Money-weighted rate of return is as the name says, weighted by money. So for example if you invest \$1 for 10 years, then at the end of the 10 years invest \$99999 more and wait for another 10 years, money-weighted rate of return tells principally about the period where you had \$100000 invested and practically nothing about the period where you had \$1 investment. Time-weighted rate of return considers both periods equivalently important.

I use money-weighted rate of return for my stock investments because I don't have enough historical price information for all ~100 stocks in my portfolio.
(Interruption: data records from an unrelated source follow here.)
//! Argument lists
//!
//! Structured argument and template-parameter records as the front end
//! captured them. A declaration keeps both the raw argument string (on the
//! entry itself) and this structured form; nested generic declarations stack
//! one [`ArgumentList`] per template layer, outermost first.

use serde::{Deserialize, Serialize};
use std::fmt;
use std::ops::{Deref, DerefMut};

/// One argument of a function-like declaration or one template parameter.
#[derive(Debug, Clone, Default, PartialEq, Eq, Serialize, Deserialize)]
pub struct Argument {
    /// Call attribute, e.g. `in`/`out` for IDL-like languages.
    pub attrib: String,
    /// Declared type text.
    pub type_: String,
    /// Type text with typedefs resolved, when the front end knows it.
    pub canonical_type: String,
    pub name: String,
    /// Array specifier trailing the name, e.g. `[16]`.
    pub array: String,
    pub default_value: String,
    pub docs: String,
}

impl Argument {
    pub fn new(type_: impl Into<String>, name: impl Into<String>) -> Self {
        Self {
            type_: type_.into(),
            name: name.into(),
            ..Self::default()
        }
    }

    pub fn has_documentation(&self) -> bool {
        !self.docs.is_empty()
    }
}

/// Reference qualifier of a member function.
#[derive(Debug, Clone, Copy, Default, PartialEq, Eq, Serialize, Deserialize)]
pub enum RefQualifier {
    #[default]
    None,
    LValue,
    RValue,
}

/// An ordered argument list plus the qualifiers that apply to the list as a
/// whole.
#[derive(Debug, Clone, Default, PartialEq, Eq, Serialize, Deserialize)]
pub struct ArgumentList {
    pub args: Vec<Argument>,
    pub constness: bool,
    pub volatility: bool,
    pub pure_virtual: bool,
    /// The declaration was written with an explicit empty parameter list.
    pub no_parameters: bool,
    pub trailing_return_type: Option<String>,
    pub ref_qualifier: RefQualifier,
}

impl ArgumentList {
    pub fn new(args: Vec<Argument>) -> Self {
        Self {
            args,
            ..Self::default()
        }
    }

    /// True when any argument carries documentation.
    pub fn has_documentation(&self) -> bool {
        self.args.iter().any(Argument::has_documentation)
    }
}

// Deref to the inner Vec for ergonomic access to the arguments
impl Deref for ArgumentList {
    type Target = Vec<Argument>;

    fn deref(&self) -> &Self::Target {
        &self.args
    }
}

impl DerefMut for ArgumentList {
    fn deref_mut(&mut self) -> &mut Self::Target {
        &mut self.args
    }
}

impl<'a> IntoIterator for &'a ArgumentList {
    type Item = &'a Argument;
    type IntoIter = std::slice::Iter<'a, Argument>;

    fn into_iter(self) -> Self::IntoIter {
        self.args.iter()
    }
}

impl fmt::Display for ArgumentList {
    fn fmt(&self, f: &mut fmt::Formatter<'_>) -> fmt::Result {
        write!(f, "ArgumentList({} args)", self.args.len())
    }
}

/// Template-parameter-list layers for nested generic declarations,
/// outermost first.
pub type ArgumentLists = Vec<ArgumentList>;
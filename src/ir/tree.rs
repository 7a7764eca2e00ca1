//! Entry tree
//!
//! One `EntryTree` holds every entry produced while scanning a single file:
//! the permanent tree, rooted at [`EntryTree::root`], plus any detached
//! scratch nodes currently being filled. All nodes live in one arena and are
//! addressed by [`EntryId`]; the parent back-reference is a non-owning arena
//! relation, so a node is owned by exactly one child sequence at a time.
//!
//! Freed slots are tombstoned and ids are never reused: a stale `EntryId`
//! can never alias a different node. Lookups through a stale id return
//! `None` and mutations through one are no-ops.
//!
//! Construction is strictly single-threaded and sequential; one tree per
//! file, no sharing across files. No operation blocks or performs I/O.

use super::entry::Entry;

/// Handle to a node inside an [`EntryTree`].
///
/// Only meaningful for the tree that issued it.
#[derive(Debug, Clone, Copy, PartialEq, Eq, Hash)]
pub struct EntryId(u32);

impl EntryId {
    fn index(self) -> usize {
        self.0 as usize
    }
}

#[derive(Debug, Clone)]
struct Slot {
    entry: Entry,
    parent: Option<EntryId>,
    children: Vec<EntryId>,
}

impl Slot {
    fn detached(entry: Entry) -> Self {
        Self {
            entry,
            parent: None,
            children: Vec::new(),
        }
    }
}

/// Arena-owned tree of [`Entry`] records for one scanned file.
#[derive(Debug, Clone)]
pub struct EntryTree {
    slots: Vec<Option<Slot>>,
    root: EntryId,
    live: usize,
}

impl EntryTree {
    /// Create a tree seeded with an empty root node.
    pub fn new() -> Self {
        Self {
            slots: vec![Some(Slot::detached(Entry::new()))],
            root: EntryId(0),
            live: 1,
        }
    }

    /// The root node of the permanent tree.
    pub fn root(&self) -> EntryId {
        self.root
    }

    /// Allocate a fresh, detached default node: a scratch slot the front end
    /// fills by direct field assignment.
    pub fn alloc(&mut self) -> EntryId {
        let id = EntryId(self.slots.len() as u32);
        self.slots.push(Some(Slot::detached(Entry::new())));
        self.live += 1;
        id
    }

    /// Number of live nodes, scratch nodes included.
    pub fn node_count(&self) -> usize {
        self.live
    }

    /// Does `id` name a live node of this tree?
    pub fn contains(&self, id: EntryId) -> bool {
        self.slot(id).is_some()
    }

    /// The entry at `id`, or `None` for a stale id.
    pub fn get(&self, id: EntryId) -> Option<&Entry> {
        self.slot(id).map(|slot| &slot.entry)
    }

    /// Mutable access to the entry at `id`, or `None` for a stale id.
    pub fn get_mut(&mut self, id: EntryId) -> Option<&mut Entry> {
        self.slot_mut(id).map(|slot| &mut slot.entry)
    }

    /// The entry at `id`.
    ///
    /// Panics if `id` is stale; use [`get`](Self::get) when that is not
    /// already known to be impossible.
    pub fn entry(&self, id: EntryId) -> &Entry {
        match self.get(id) {
            Some(entry) => entry,
            None => panic!("use of stale {:?}", id),
        }
    }

    /// Mutable access to the entry at `id`.
    ///
    /// Panics if `id` is stale; use [`get_mut`](Self::get_mut) when that is
    /// not already known to be impossible.
    pub fn entry_mut(&mut self, id: EntryId) -> &mut Entry {
        match self.get_mut(id) {
            Some(entry) => entry,
            None => panic!("use of stale {:?}", id),
        }
    }

    /// Parent of `id`, or `None` for the root, detached nodes, and stale ids.
    pub fn parent_of(&self, id: EntryId) -> Option<EntryId> {
        self.slot(id).and_then(|slot| slot.parent)
    }

    /// Children of `id` in source order; empty for leaves and stale ids.
    pub fn children_of(&self, id: EntryId) -> &[EntryId] {
        match self.slot(id) {
            Some(slot) => slot.children.as_slice(),
            None => &[],
        }
    }

    /// Append `src` as the last child of `dst`, transferring ownership.
    ///
    /// `src` is detached from any previous parent in the same operation; its
    /// parent back-reference is set to `dst`. Afterwards `src` is reachable
    /// only through `dst`'s child sequence and must not be treated as an
    /// independent node. No entry data is copied or cloned.
    ///
    /// Making `dst` a descendant of `src` is a precondition violation and is
    /// not checked; cycle concerns belong to semantic resolution.
    pub fn move_to_subentry_and_keep(&mut self, dst: EntryId, src: EntryId) {
        if dst == src || !self.contains(dst) || !self.contains(src) {
            return;
        }
        self.detach(src);
        if let Some(slot) = self.slot_mut(dst) {
            slot.children.push(src);
        }
        if let Some(slot) = self.slot_mut(src) {
            slot.parent = Some(dst);
        }
    }

    /// Transfer as [`move_to_subentry_and_keep`](Self::move_to_subentry_and_keep),
    /// then replace `*src` with a brand-new default node.
    ///
    /// The caller continues filling the next declaration through the same
    /// slot variable, with no separate allocation call.
    pub fn move_to_subentry_and_refresh(&mut self, dst: EntryId, src: &mut EntryId) {
        self.move_to_subentry_and_keep(dst, *src);
        *src = self.alloc();
    }

    /// Deep-duplicate `src`'s entire subtree and append the duplicate as the
    /// last child of `dst`, returning the duplicate's id.
    ///
    /// `src` and its subtree are left untouched and remain independently
    /// mutable; the copy shares no data with the original. Returns `None` if
    /// either id is stale.
    pub fn copy_to_subentry(&mut self, dst: EntryId, src: EntryId) -> Option<EntryId> {
        if !self.contains(dst) || !self.contains(src) {
            return None;
        }
        let copy = self.clone_subtree(src);
        self.move_to_subentry_and_keep(dst, copy);
        Some(copy)
    }

    /// Remove `child` from `parent`'s child sequence and destroy it and its
    /// subtree.
    ///
    /// Strict no-op when `child` is not a direct child of `parent`: nothing
    /// is unlinked and nothing is destroyed. Remaining children keep their
    /// relative order.
    pub fn remove_subentry(&mut self, parent: EntryId, child: EntryId) {
        let position = match self.slot(parent) {
            Some(slot) => slot.children.iter().position(|&c| c == child),
            None => None,
        };
        let Some(position) = position else {
            return;
        };
        if let Some(slot) = self.slot_mut(parent) {
            slot.children.remove(position);
        }
        self.free_subtree(child);
    }

    /// Restore the node at `id` to the state of a freshly allocated node:
    /// every field at its default, no parent, no children.
    ///
    /// The node keeps its id and storage slot; its former children are
    /// destroyed. No-op for stale ids.
    pub fn reset_entry(&mut self, id: EntryId) {
        if !self.contains(id) {
            return;
        }
        self.detach(id);
        let children = match self.slot_mut(id) {
            Some(slot) => std::mem::take(&mut slot.children),
            None => return,
        };
        for child in children {
            self.free_subtree(child);
        }
        if let Some(slot) = self.slot_mut(id) {
            slot.entry.reset();
        }
    }

    /// Visit `id` and every node below it in preorder, source order within
    /// each child sequence.
    pub fn walk<F>(&self, id: EntryId, mut f: F)
    where
        F: FnMut(EntryId, &Entry),
    {
        self.walk_inner(id, &mut f);
    }

    /// Number of nodes strictly below `id`.
    pub fn descendant_count(&self, id: EntryId) -> usize {
        let mut count = 0usize;
        self.walk(id, |_, _| count += 1);
        count.saturating_sub(1)
    }

    /// Field-level equality of two subtrees: entries equal at every position,
    /// with identical shape and child order.
    pub fn subtree_eq(&self, a: EntryId, b: EntryId) -> bool {
        match (self.slot(a), self.slot(b)) {
            (Some(slot_a), Some(slot_b)) => {
                slot_a.entry == slot_b.entry
                    && slot_a.children.len() == slot_b.children.len()
                    && slot_a
                        .children
                        .iter()
                        .zip(&slot_b.children)
                        .all(|(&ca, &cb)| self.subtree_eq(ca, cb))
            }
            _ => false,
        }
    }

    fn slot(&self, id: EntryId) -> Option<&Slot> {
        self.slots.get(id.index()).and_then(Option::as_ref)
    }

    fn slot_mut(&mut self, id: EntryId) -> Option<&mut Slot> {
        self.slots.get_mut(id.index()).and_then(Option::as_mut)
    }

    /// Unlink `id` from its current parent, if it has one.
    fn detach(&mut self, id: EntryId) {
        let parent = match self.slot_mut(id) {
            Some(slot) => slot.parent.take(),
            None => None,
        };
        if let Some(parent) = parent {
            if let Some(slot) = self.slot_mut(parent) {
                slot.children.retain(|&c| c != id);
            }
        }
    }

    /// Duplicate the subtree at `src` into fresh, detached slots.
    fn clone_subtree(&mut self, src: EntryId) -> EntryId {
        let entry = self.entry(src).clone();
        let children = self.children_of(src).to_vec();

        let copy = self.alloc();
        if let Some(slot) = self.slot_mut(copy) {
            slot.entry = entry;
        }
        for child in children {
            let child_copy = self.clone_subtree(child);
            if let Some(slot) = self.slot_mut(copy) {
                slot.children.push(child_copy);
            }
            if let Some(slot) = self.slot_mut(child_copy) {
                slot.parent = Some(copy);
            }
        }
        copy
    }

    /// Tombstone `id` and everything below it. Slots are never reused, so
    /// stale ids stay permanently invalid.
    fn free_subtree(&mut self, id: EntryId) {
        let Some(slot) = self.slots.get_mut(id.index()).and_then(Option::take) else {
            return;
        };
        self.live -= 1;
        for child in slot.children {
            self.free_subtree(child);
        }
    }

    fn walk_inner(&self, id: EntryId, f: &mut dyn FnMut(EntryId, &Entry)) {
        let Some(slot) = self.slot(id) else {
            return;
        };
        f(id, &slot.entry);
        for &child in &slot.children {
            self.walk_inner(child, f);
        }
    }
}

impl Default for EntryTree {
    fn default() -> Self {
        Self::new()
    }
}
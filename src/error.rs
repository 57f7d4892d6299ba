//! Error types for onboarding steps and flow definitions

use thiserror::Error;

/// Errors raised by a single-choice step
#[derive(Debug, Clone, PartialEq, Eq, Error)]
pub enum StepError {
    #[error("cannot confirm '{choice_key}' without a selection")]
    NoSelection { choice_key: String },

    #[error("'{value}' is not an option of '{choice_key}'")]
    UnknownOption { choice_key: String, value: String },

    #[error("profile attribute '{choice_key}' has invalid type '{found}', expected a string")]
    InvalidProfileValue { choice_key: String, found: &'static str },
}

/// Errors raised while loading or validating an onboarding flow
#[derive(Debug, Error)]
pub enum FlowError {
    #[error("onboarding flow has no steps")]
    Empty,

    #[error("step '{choice_key}' has no options")]
    NoOptions { choice_key: String },

    #[error("step '{choice_key}' lists option '{value}' more than once")]
    DuplicateOption { choice_key: String, value: String },

    #[error("choice key '{0}' is used by more than one step")]
    DuplicateChoiceKey(String),

    #[error("failed to parse flow definition: {0}")]
    Parse(#[from] serde_yaml::Error),

    #[error("failed to read flow definition: {0}")]
    Io(#[from] std::io::Error),
}
//! Log setup
//!
//! The terminal belongs to the UI, so logs go to a file in the config
//! directory. The filter is read from `ONBOARDING_LOG` (default `info`).

use anyhow::{Context, Result};
use std::fs::{self, File};
use std::panic;
use std::path::Path;
use tracing::error;
use tracing_subscriber::EnvFilter;

pub const LOG_ENV: &str = "ONBOARDING_LOG";

pub fn initialize_logger(dir: &Path) -> Result<()> {
    fs::create_dir_all(dir).with_context(|| format!("Failed to create {}", dir.display()))?;
    let log_path = dir.join("onboarding.log");
    let log_file = File::create(&log_path)
        .with_context(|| format!("Failed to create log file {}", log_path.display()))?;

    let filter = EnvFilter::try_from_env(LOG_ENV).unwrap_or_else(|_| EnvFilter::new("info"));

    let subscriber = tracing_subscriber::fmt()
        .with_env_filter(filter)
        .with_writer(log_file)
        .with_ansi(false)
        .finish();

    tracing::subscriber::set_global_default(subscriber)
        .context("Unable to set global default subscriber")?;

    // Log panics
    let default_panic_hook = panic::take_hook();

    panic::set_hook(Box::new(move |panic_info| {
        let message = panic_info
            .payload()
            .downcast_ref::<&str>()
            .copied()
            .or_else(|| panic_info.payload().downcast_ref::<String>().map(String::as_str))
            .unwrap_or("unknown");

        match panic_info.location() {
            Some(location) => error!(
                location = tracing::field::display(location),
                "Panic occurred: {}", message
            ),
            None => error!("Panic occurred: {}", message),
        }

        default_panic_hook(panic_info);
    }));

    tracing::info!(path = %log_path.display(), "Logger initialized");
    Ok(())
}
Just for fun, I also import regularly information from a global stock total return index and calculate time-weighted rate of return of the index for the period for which I had calculated the money-weighted rate of return. Then I compare this time-weighted index rate of return into a hypothetical money-weighted index rate of return that tells how my investments would have performed without active stock choosing just by investing into the index (this hypothetical money-weighted rate of return has all cash flows being the same as with my real portfolio, with the exception of the current value of the portfolio which is calculated based on the index). The difference tells how well I have timed my stock investments into market lows. Currently the time-weighted index rate of return is about 1% lower than the money-weighted index rate of return, telling that I have succeeded in timing the market.

A nice feature of time-weighted rate of return is that you can draw a chart out of it. Money-weighted rate of return, being just one number for the whole investment period, cannot be charted.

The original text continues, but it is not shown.